I’m sure the FCA will be delighted with this idea of channeling yet more money to bigger, systemically important managers – they’ll probably think they represent less risk and can be more easily supervised – but I’m not sure this is a great idea for the rest of us. The investment trust market is largely the preserve of intelligent, individualistic wealth managers who can properly fund pick and smarter private investors plus a smattering of much bigger institutions. The higher threshold will make smaller, more niche strategies less viable and will also encourage first-time fund issues to go for very large initial capital floats – arguably too large for what are frequently niche asset classes.

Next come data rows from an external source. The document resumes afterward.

//! Full reductions to device scalars
//!
//! Two passes: `reduction_partial` leaves one value per work-group in
//! `temp`, `reduction_final` folds them in a single group and applies the
//! rest of each statement.

use super::primitives::{
    chunked_loop, component, grid_stride_loop, reduction_tree, tree_result, LocalMemory,
    TreeOperand,
};
use super::render::{collect_args, product_term, push_buffer, render, AccessCtx};
use super::vector_axpy::packed_bound;
use super::{
    open_kernel, packed_element, require_statements, single_product, wrong_target,
    GeneratedProgram, GroupCount, KernelEntry, KernelGenerator, KernelStream, LaunchGeometry,
};
use crate::diagnostics::GenError;
use crate::ops::{Dim, Expr, Operation, OperationKind, Product, ScalarArg, Statement};
use crate::profiles::ReductionParams;

pub const PARTIAL_ENTRY: &str = "reduction_partial";
pub const FINAL_ENTRY: &str = "reduction_final";
/// Scratch argument holding the per-group partials
pub const TEMP: &str = "temp";

pub struct ReductionGenerator {
    params: ReductionParams,
}

struct Reduced<'a> {
    statement: &'a Statement,
    product: &'a Product,
}

impl ReductionGenerator {
    pub fn new(params: ReductionParams) -> Self {
        Self { params }
    }

    fn check<'a>(&self, operation: &'a Operation) -> Result<(Vec<Reduced<'a>>, Dim), GenError> {
        let kind = self.kind();
        let mut reduced = Vec::with_capacity(operation.statements.len());
        let mut extent: Option<Dim> = None;

        for (index, statement) in operation.statements.iter().enumerate() {
            if !matches!(statement.target, Expr::Scalar(ScalarArg::Device { .. })) {
                return Err(wrong_target(kind, index, "device scalar", &statement.target));
            }
            let product = single_product(kind, index, statement)?;
            let shape_error = |reason: &str| GenError::ProductShape {
                kind,
                statement: index,
                reason: reason.to_string(),
            };
            if product.lhs.first_matrix().is_some()
                || product.rhs.as_deref().and_then(Expr::first_matrix).is_some()
            {
                return Err(shape_error("reductions take vector operands only"));
            }
            let Some(vector) = product
                .lhs
                .first_vector()
                .or_else(|| product.rhs.as_deref().and_then(Expr::first_vector))
            else {
                return Err(shape_error("the product has no vector operand"));
            };

            match &extent {
                None => extent = Some(vector.size.clone()),
                Some(first) if *first != vector.size => {
                    return Err(GenError::InconsistentBatch {
                        what: format!("reduction extent (`{}` against `{}`)", first, vector.size),
                    });
                }
                Some(_) => {}
            }
            reduced.push(Reduced { statement, product });
        }

        let extent = extent.ok_or(GenError::EmptyOperation)?;
        Ok((reduced, extent))
    }
}

impl KernelGenerator for ReductionGenerator {
    fn kind(&self) -> OperationKind {
        OperationKind::Reduction
    }

    fn profile(&self) -> String {
        self.params.to_string()
    }

    fn generate(&self, operation: &Operation) -> Result<GeneratedProgram, GenError> {
        require_statements(operation)?;
        let (reduced, extent) = self.check(operation)?;

        let p = &self.params;
        let numeric_type = operation.numeric_type;
        let scalar = numeric_type.cl_name();
        let packed = packed_element(self.kind(), numeric_type, p.simd_width)?;

        let mut args = collect_args(operation, p.simd_width)?;
        push_buffer(&mut args, TEMP, scalar)?;

        let buffers: Vec<LocalMemory> = (0..reduced.len())
            .map(|s| LocalMemory::new(format!("buf{}", s), scalar, &[p.local_size_0]))
            .collect();
        let tree: Vec<TreeOperand<'_>> = buffers
            .iter()
            .zip(&reduced)
            .map(|(buffer, r)| TreeOperand {
                buffer,
                op: r.product.reduce,
            })
            .collect();
        let local_mem_bytes: u64 = buffers.iter().map(|b| b.size_bytes(numeric_type.size_of())).sum();
        let groups = format!("{}u", p.num_groups);
        // One partial per statement and group
        let scratch_elements = reduced.len() as u64 * p.num_groups as u64;

        // First pass
        let partial = LaunchGeometry::new_1d(p.local_size_0, GroupCount::Fixed(p.num_groups));
        let mut stream = KernelStream::new();
        open_kernel(&mut stream, PARTIAL_ENTRY, &partial, &args);
        for buffer in &buffers {
            stream.line(buffer.declare());
        }
        stream.line("unsigned int lid = get_local_id(0);");
        for (s, r) in reduced.iter().enumerate() {
            let neutral = r.product.reduce.neutral(numeric_type);
            if p.simd_width > 1 {
                stream.line(format!("{packed} acc{s} = ({packed})({neutral});"));
            } else {
                stream.line(format!("{scalar} sum{s} = {neutral};"));
            }
        }

        let bound = packed_bound(self.kind(), &extent, p.simd_width)?;
        if p.strided {
            grid_stride_loop(&mut stream, "i", 0, &bound);
        } else {
            chunked_loop(&mut stream, "i", 0, &bound);
        }
        let ctx = AccessCtx::new(numeric_type).with_index("i");
        for (s, r) in reduced.iter().enumerate() {
            let acc = if p.simd_width > 1 { format!("acc{s}") } else { format!("sum{s}") };
            let term = product_term(r.product, &ctx)?;
            stream.line(format!("{} = {};", acc, r.product.reduce.combine(&acc, &term)));
        }
        stream.close();

        if p.simd_width > 1 {
            for (s, r) in reduced.iter().enumerate() {
                let sum = format!("sum{s}");
                stream.line(format!("{scalar} {sum} = acc{s}.{};", component(0)));
                for lane in 1..p.simd_width {
                    let value = format!("acc{s}.{}", component(lane));
                    stream.line(format!("{} = {};", sum, r.product.reduce.combine(&sum, &value)));
                }
            }
        }
        for (s, buffer) in buffers.iter().enumerate() {
            stream.line(format!("{} = sum{s};", buffer.access(&["lid"])));
        }
        reduction_tree(&mut stream, &tree, &[], "lid", p.local_size_0);
        stream.open("if (lid == 0)");
        for (s, buffer) in buffers.iter().enumerate() {
            stream.line(format!(
                "{TEMP}[{s} * {groups} + get_group_id(0)] = {};",
                tree_result(buffer, &[])
            ));
        }
        stream.close();
        stream.close();
        stream.blank();

        // Second pass
        let last = LaunchGeometry::new_1d(p.local_size_0, GroupCount::Fixed(1));
        open_kernel(&mut stream, FINAL_ENTRY, &last, &args);
        for buffer in &buffers {
            stream.line(buffer.declare());
        }
        stream.line("unsigned int lid = get_local_id(0);");
        for (s, r) in reduced.iter().enumerate() {
            stream.line(format!("{scalar} sum{s} = {};", r.product.reduce.neutral(numeric_type)));
        }
        stream.open(format!(
            "for (unsigned int i = lid; i < {groups}; i += get_local_size(0))"
        ));
        for (s, r) in reduced.iter().enumerate() {
            let sum = format!("sum{s}");
            let partial_value = format!("{TEMP}[{s} * {groups} + i]");
            stream.line(format!("{} = {};", sum, r.product.reduce.combine(&sum, &partial_value)));
        }
        stream.close();
        for (s, buffer) in buffers.iter().enumerate() {
            stream.line(format!("{} = sum{s};", buffer.access(&["lid"])));
        }
        reduction_tree(&mut stream, &tree, &[], "lid", p.local_size_0);
        stream.open("if (lid == 0)");
        for (r, buffer) in reduced.iter().zip(&buffers) {
            let result = tree_result(buffer, &[]);
            let ctx = AccessCtx::new(numeric_type).with_product(&result);
            stream.line(format!(
                "{} {} {};",
                render(&r.statement.target, &ctx)?,
                r.statement.assign.token(),
                render(&r.statement.value, &ctx)?
            ));
        }
        stream.close();
        stream.close();

        Ok(GeneratedProgram {
            source: stream.finish(),
            entries: vec![
                KernelEntry {
                    name: PARTIAL_ENTRY.to_string(),
                    args: args.clone(),
                    geometry: partial,
                    local_mem_bytes,
                    scratch_elements,
                },
                KernelEntry {
                    name: FINAL_ENTRY.to_string(),
                    args,
                    geometry: last,
                    local_mem_bytes,
                    scratch_elements,
                },
            ],
            profile: self.profile(),
        })
    }
}
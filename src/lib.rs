//! devkern: device-aware OpenCL kernel generation
//!
//! Picks tuned launch parameters for the device a computation runs on and
//! emits OpenCL C for it:
//! - Hierarchical profile store keyed by vendor, device class,
//!   architecture, device name and element type, with a total fallback
//!   chain
//! - Generators for element-wise vector and matrix statements, full
//!   reductions, row-wise reductions, matrix-vector and matrix-matrix
//!   products
//! - TOML profile overrides
//!
//! # Architecture
//!
//! ```text
//! Operation → classify → Profiles::resolve → KernelGenerator → GeneratedProgram
//! ```
//!
//! # Example
//!
//! ```no_run
//! use devkern::device::{DeviceClass, DeviceDescriptor, NumericType, VendorId};
//! use devkern::ops::{Expr, Operation, ScalarArg, Statement, VectorArg};
//! use devkern::profiles::Profiles;
//!
//! let profiles = Profiles::builtin()?;
//! let device = DeviceDescriptor::new(VendorId::NVIDIA, DeviceClass::Gpu, NumericType::Float);
//! let x = || Expr::Vector(VectorArg::new("x", "N"));
//! let op = Operation::new(NumericType::Float).with(Statement::assign(
//!     x(),
//!     Expr::mul(Expr::Scalar(ScalarArg::host("alpha")), x()),
//! ));
//! let program = devkern::generate(&profiles, &device, &op)?;
//! println!("{}", program.source);
//! # Ok::<(), miette::Report>(())
//! ```

pub mod codegen;
pub mod device;
pub mod diagnostics;
pub mod ops;
pub mod profiles;

pub use codegen::{generate, GeneratedProgram, KernelEntry, KernelGenerator, LaunchGeometry};
pub use device::{Architecture, DeviceClass, DeviceDescriptor, NumericType, VendorId};
pub use diagnostics::{ConfigError, GenError, StoreError};
pub use ops::{Operation, OperationKind};
pub use profiles::{Profiles, ProfilesConfig, ResolvedFrom};

/// Crate version
pub const VERSION: &str = env!("CARGO_PKG_VERSION");

/// Builtin profiles with the overrides of `config` applied on top
pub fn load_profiles(config: Option<ProfilesConfig>) -> Result<Profiles, StoreError> {
    let builder = Profiles::builder();
    match config {
        Some(config) => builder.apply(config).build(),
        None => builder.build(),
    }
}

#[cfg(test)]
mod tests {
    use super::*;

    #[test]
    fn test_version() {
        assert!(!VERSION.is_empty());
    }

    #[test]
    fn test_load_profiles_without_overrides() {
        let profiles = load_profiles(None).expect("builtin database is complete");
        assert_eq!(profiles.vector_axpy.table(), "vector_axpy");
    }
}
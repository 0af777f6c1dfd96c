//! Element-wise vector statements

use super::primitives::{chunked_loop, grid_stride_loop};
use super::render::{collect_args, render, AccessCtx};
use super::{
    forbid_products, open_kernel, packed_element, require_statements, wrong_target,
    GeneratedProgram, GroupCount, KernelEntry, KernelGenerator, KernelStream, LaunchGeometry,
};
use crate::diagnostics::GenError;
use crate::ops::{Dim, Expr, Operation, OperationKind};
use crate::profiles::VectorAxpyParams;

pub const ENTRY: &str = "vector_axpy";

/// Loop bound over `size` elements read `width` at a time.
///
/// A symbolic extent must be a multiple of `width` at launch; the packed
/// loop has no scalar tail.
pub(crate) fn packed_bound(
    kind: OperationKind,
    size: &Dim,
    width: u32,
) -> Result<String, GenError> {
    match (size, width) {
        (_, 1) => Ok(size.to_string()),
        (Dim::Const(n), w) if n % w as u64 != 0 => Err(GenError::ExtentNotMultiple {
            kind,
            extent: *n,
            width: w,
        }),
        (Dim::Const(n), w) => Ok(format!("{}u", n / w as u64)),
        (Dim::Symbol(name), w) => Ok(format!("({} / {}u)", name, w)),
    }
}

pub struct VectorAxpyGenerator {
    params: VectorAxpyParams,
}

impl VectorAxpyGenerator {
    pub fn new(params: VectorAxpyParams) -> Self {
        Self { params }
    }
}

impl KernelGenerator for VectorAxpyGenerator {
    fn kind(&self) -> OperationKind {
        OperationKind::VectorAxpy
    }

    fn profile(&self) -> String {
        self.params.to_string()
    }

    fn generate(&self, operation: &Operation) -> Result<GeneratedProgram, GenError> {
        require_statements(operation)?;
        let kind = self.kind();

        let mut size = None;
        for (index, statement) in operation.statements.iter().enumerate() {
            let Expr::Vector(target) = &statement.target else {
                return Err(wrong_target(kind, index, "vector", &statement.target));
            };
            forbid_products(kind, index, statement)?;
            match &size {
                None => size = Some(target.size.clone()),
                Some(first) if *first != target.size => {
                    return Err(GenError::InconsistentBatch {
                        what: format!("vector size (`{}` against `{}`)", first, target.size),
                    });
                }
                Some(_) => {}
            }
        }
        let Some(size) = size else {
            return Err(GenError::EmptyOperation);
        };

        let p = &self.params;
        packed_element(kind, operation.numeric_type, p.simd_width)?;
        let args = collect_args(operation, p.simd_width)?;
        let geometry = LaunchGeometry::new_1d(p.local_size_0, GroupCount::Fixed(p.num_groups));
        let bound = packed_bound(kind, &size, p.simd_width)?;

        let mut stream = KernelStream::new();
        open_kernel(&mut stream, ENTRY, &geometry, &args);
        if p.strided {
            grid_stride_loop(&mut stream, "i", 0, &bound);
        } else {
            chunked_loop(&mut stream, "i", 0, &bound);
        }
        let ctx = AccessCtx::new(operation.numeric_type).with_index("i");
        for statement in &operation.statements {
            stream.line(format!(
                "{} {} {};",
                render(&statement.target, &ctx)?,
                statement.assign.token(),
                render(&statement.value, &ctx)?
            ));
        }
        stream.close();
        stream.close();

        Ok(GeneratedProgram {
            source: stream.finish(),
            entries: vec![KernelEntry {
                name: ENTRY.to_string(),
                args,
                geometry,
                local_mem_bytes: 0,
                scratch_elements: 0,
            }],
            profile: self.profile(),
        })
    }
}

#[cfg(test)]
mod tests {
    use super::*;

    #[test]
    fn test_packed_bound() {
        let kind = OperationKind::VectorAxpy;
        assert_eq!(packed_bound(kind, &Dim::symbol("N"), 1), Ok("N".to_string()));
        assert_eq!(packed_bound(kind, &Dim::symbol("N"), 4), Ok("(N / 4u)".to_string()));
        assert_eq!(packed_bound(kind, &Dim::Const(1024), 4), Ok("256u".to_string()));
        assert_eq!(packed_bound(kind, &Dim::Const(1023), 1), Ok("1023u".to_string()));
        assert_eq!(
            packed_bound(kind, &Dim::Const(1023), 4),
            Err(GenError::ExtentNotMultiple {
                kind,
                extent: 1023,
                width: 4
            })
        );
    }
}
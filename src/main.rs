//! devkern CLI
//!
//! Main entry point for the `devkern` command.

use clap::{Args, Parser, Subcommand};
use devkern::device::{Architecture, DeviceClass, DeviceDescriptor, DeviceLimits, NumericType, VendorId};
use devkern::ops::Operation;
use devkern::profiles::{ProfileTable, Profiles, ProfilesConfig};
use miette::{IntoDiagnostic, Result};
use std::path::{Path, PathBuf};
use tracing_subscriber::{EnvFilter, fmt, prelude::*};

#[derive(Parser)]
#[command(name = "devkern")]
#[command(version = env!("CARGO_PKG_VERSION"))]
#[command(about = "Device-aware OpenCL kernel generator", long_about = None)]
struct Cli {
    #[command(subcommand)]
    command: Commands,

    /// Enable verbose output
    #[arg(short, long, global = true)]
    verbose: bool,
}

/// Device the kernel is generated for
#[derive(Args)]
struct DeviceArgs {
    /// Vendor name or PCI vendor id
    #[arg(long, default_value = "unknown")]
    vendor: VendorId,

    /// Device class
    #[arg(long, default_value = "gpu")]
    class: DeviceClass,

    /// Architecture family, detected from the vendor and name when omitted
    #[arg(long)]
    arch: Option<Architecture>,

    /// Device model name
    #[arg(long, default_value = "")]
    name: String,

    /// Profile overrides (TOML)
    #[arg(long, value_name = "FILE")]
    profiles: Option<PathBuf>,
}

impl DeviceArgs {
    fn descriptor(&self, numeric_type: NumericType) -> DeviceDescriptor {
        let architecture = self
            .arch
            .unwrap_or_else(|| Architecture::detect(self.vendor, &self.name));
        DeviceDescriptor::new(self.vendor, self.class, numeric_type)
            .with_architecture(architecture)
            .with_name(self.name.clone())
    }
}

#[derive(Subcommand)]
enum Commands {
    /// Generate the kernels for an operation description
    Generate {
        /// Operation file (JSON or TOML)
        #[arg(value_name = "OP_FILE")]
        input: PathBuf,

        #[command(flatten)]
        device: DeviceArgs,

        /// Output file for the kernel source
        #[arg(short, long, value_name = "FILE")]
        output: Option<PathBuf>,
    },

    /// Show the record a device resolves to
    Resolve {
        /// Profile table, e.g. `matrix_product_nt`
        #[arg(value_name = "TABLE")]
        table: ProfileTable,

        /// Element type
        #[arg(long, default_value = "float")]
        numeric_type: NumericType,

        #[command(flatten)]
        device: DeviceArgs,
    },

    /// List every profile entry
    Profiles {
        /// Profile overrides (TOML)
        #[arg(long, value_name = "FILE")]
        profiles: Option<PathBuf>,
    },

    /// Show information about the generator
    Info,
}

fn main() -> Result<()> {
    let cli = Cli::parse();

    // Initialize tracing
    let filter = EnvFilter::try_from_default_env()
        .unwrap_or_else(|_| EnvFilter::new(if cli.verbose { "debug" } else { "warn" }));
    tracing_subscriber::registry()
        .with(fmt::layer().with_writer(std::io::stderr))
        .with(filter)
        .init();

    match cli.command {
        Commands::Generate {
            input,
            device,
            output,
        } => generate(&input, &device, output.as_deref()),
        Commands::Resolve {
            table,
            numeric_type,
            device,
        } => resolve(table, numeric_type, &device),
        Commands::Profiles { profiles } => list(profiles.as_deref()),
        Commands::Info => info(),
    }
}

fn load_profiles(path: Option<&Path>) -> Result<Profiles> {
    let config = match path {
        Some(path) => {
            tracing::info!("Loading profile overrides from {:?}", path);
            Some(ProfilesConfig::from_path(path)?)
        }
        None => None,
    };
    Ok(devkern::load_profiles(config)?)
}

fn read_operation(path: &Path) -> Result<Operation> {
    let source = std::fs::read_to_string(path)
        .map_err(|e| miette::miette!("Failed to read operation file: {}", e))?;
    let is_toml = path.extension().is_some_and(|ext| ext == "toml");
    let operation = if is_toml {
        Operation::from_toml(&source).into_diagnostic()?
    } else {
        Operation::from_json(&source).into_diagnostic()?
    };
    Ok(operation)
}

fn generate(input: &Path, device: &DeviceArgs, output: Option<&Path>) -> Result<()> {
    tracing::info!("Generating kernels for {:?}", input);

    let operation = read_operation(input)?;
    let profiles = load_profiles(device.profiles.as_deref())?;
    let descriptor = device.descriptor(operation.numeric_type);
    let program = devkern::generate(&profiles, &descriptor, &operation)?;

    if let Err(e) = program.check_limits(&DeviceLimits::default()) {
        tracing::warn!("{}", e);
    }

    match output {
        Some(path) => {
            std::fs::write(path, &program.source)
                .map_err(|e| miette::miette!("Failed to write {}: {}", path.display(), e))?;
            tracing::info!("Wrote {}", path.display());
        }
        None => println!("{}", program.source),
    }

    eprintln!("profile {} for {}", program.profile, descriptor);
    for entry in &program.entries {
        let args: Vec<&str> = entry.args.iter().map(|a| a.name.as_str()).collect();
        eprintln!(
            "  {}({}): {}, {} bytes local",
            entry.name,
            args.join(", "),
            entry.geometry,
            entry.local_mem_bytes
        );
        if entry.scratch_elements > 0 {
            eprintln!("    temp: {} elements", entry.scratch_elements);
        }
    }
    Ok(())
}

fn resolve(table: ProfileTable, numeric_type: NumericType, device: &DeviceArgs) -> Result<()> {
    let profiles = load_profiles(device.profiles.as_deref())?;
    let descriptor = device.descriptor(numeric_type);
    tracing::info!("Resolving {} for {}", table, descriptor);

    let (params, from) = profiles.resolve_table(table, &descriptor);
    println!("{}: {}", table, params);
    println!("  device: {}", descriptor);
    println!("  source: {}", from);
    Ok(())
}

fn list(path: Option<&Path>) -> Result<()> {
    let profiles = load_profiles(path)?;
    for table in ProfileTable::ALL {
        let rows = profiles.listing(table);
        println!("{} ({} entries)", table, rows.len());
        for (key, params) in rows {
            println!("  {:<48} {}", key.to_string(), params);
        }
        println!();
    }
    Ok(())
}

fn info() -> Result<()> {
    println!("devkern");
    println!("Version: {}", devkern::VERSION);
    println!();
    println!("Target: OpenCL C");
    println!();
    println!("Tables:");
    for table in ProfileTable::ALL {
        println!("  - {}", table);
    }
    println!();
    println!("Element types:");
    for numeric_type in NumericType::ALL {
        println!("  - {}", numeric_type);
    }
    Ok(())
}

Regardless of this last point, we’re likely to see niche categories suffering as they struggle to raise money as they struggle to justify why they should have hundreds of millions of pounds allocated to them.

I also think that this use of a minimum threshold is not good news for ordinary investors like you and me. We expect our managers to be able to access the whole of the market, to be agile and to be able to make intelligent bespoke decisions. High bars stop that. As I have already mentioned they encourage behavioral traits which switch flows into the most liquid categories.

I also happen to think this will limit choice and represent a potential death blow for the whole investment trust industry. Care to guess which structure can continue to make money with say £100m or £200m? The answer is the ETF sector, especially active ETFs. If I were a pushy, young boutique looking to build exposure on the public markets with permanent capital I might start to seriously consider an active ETF structure, probably with white label manufacturers such as HanETF or LGIM. Most ETF insiders reckon that you just about make money at £100m and once one gets above that level, margins should start to grow. Why choose an investment trust if you can switch to an ETF? Investors like the independent board structure of investment trusts – a fantastic plus – but if I were said thrusting, young boutique manager in say an alternative asset class, I’m not sure I would care that much.

So, if these rumors are true – and I have every reason to believe they are – it’s a dark day for the investment trust sector. One of the jewels in the crown of London finance is being threatened by its own best customers.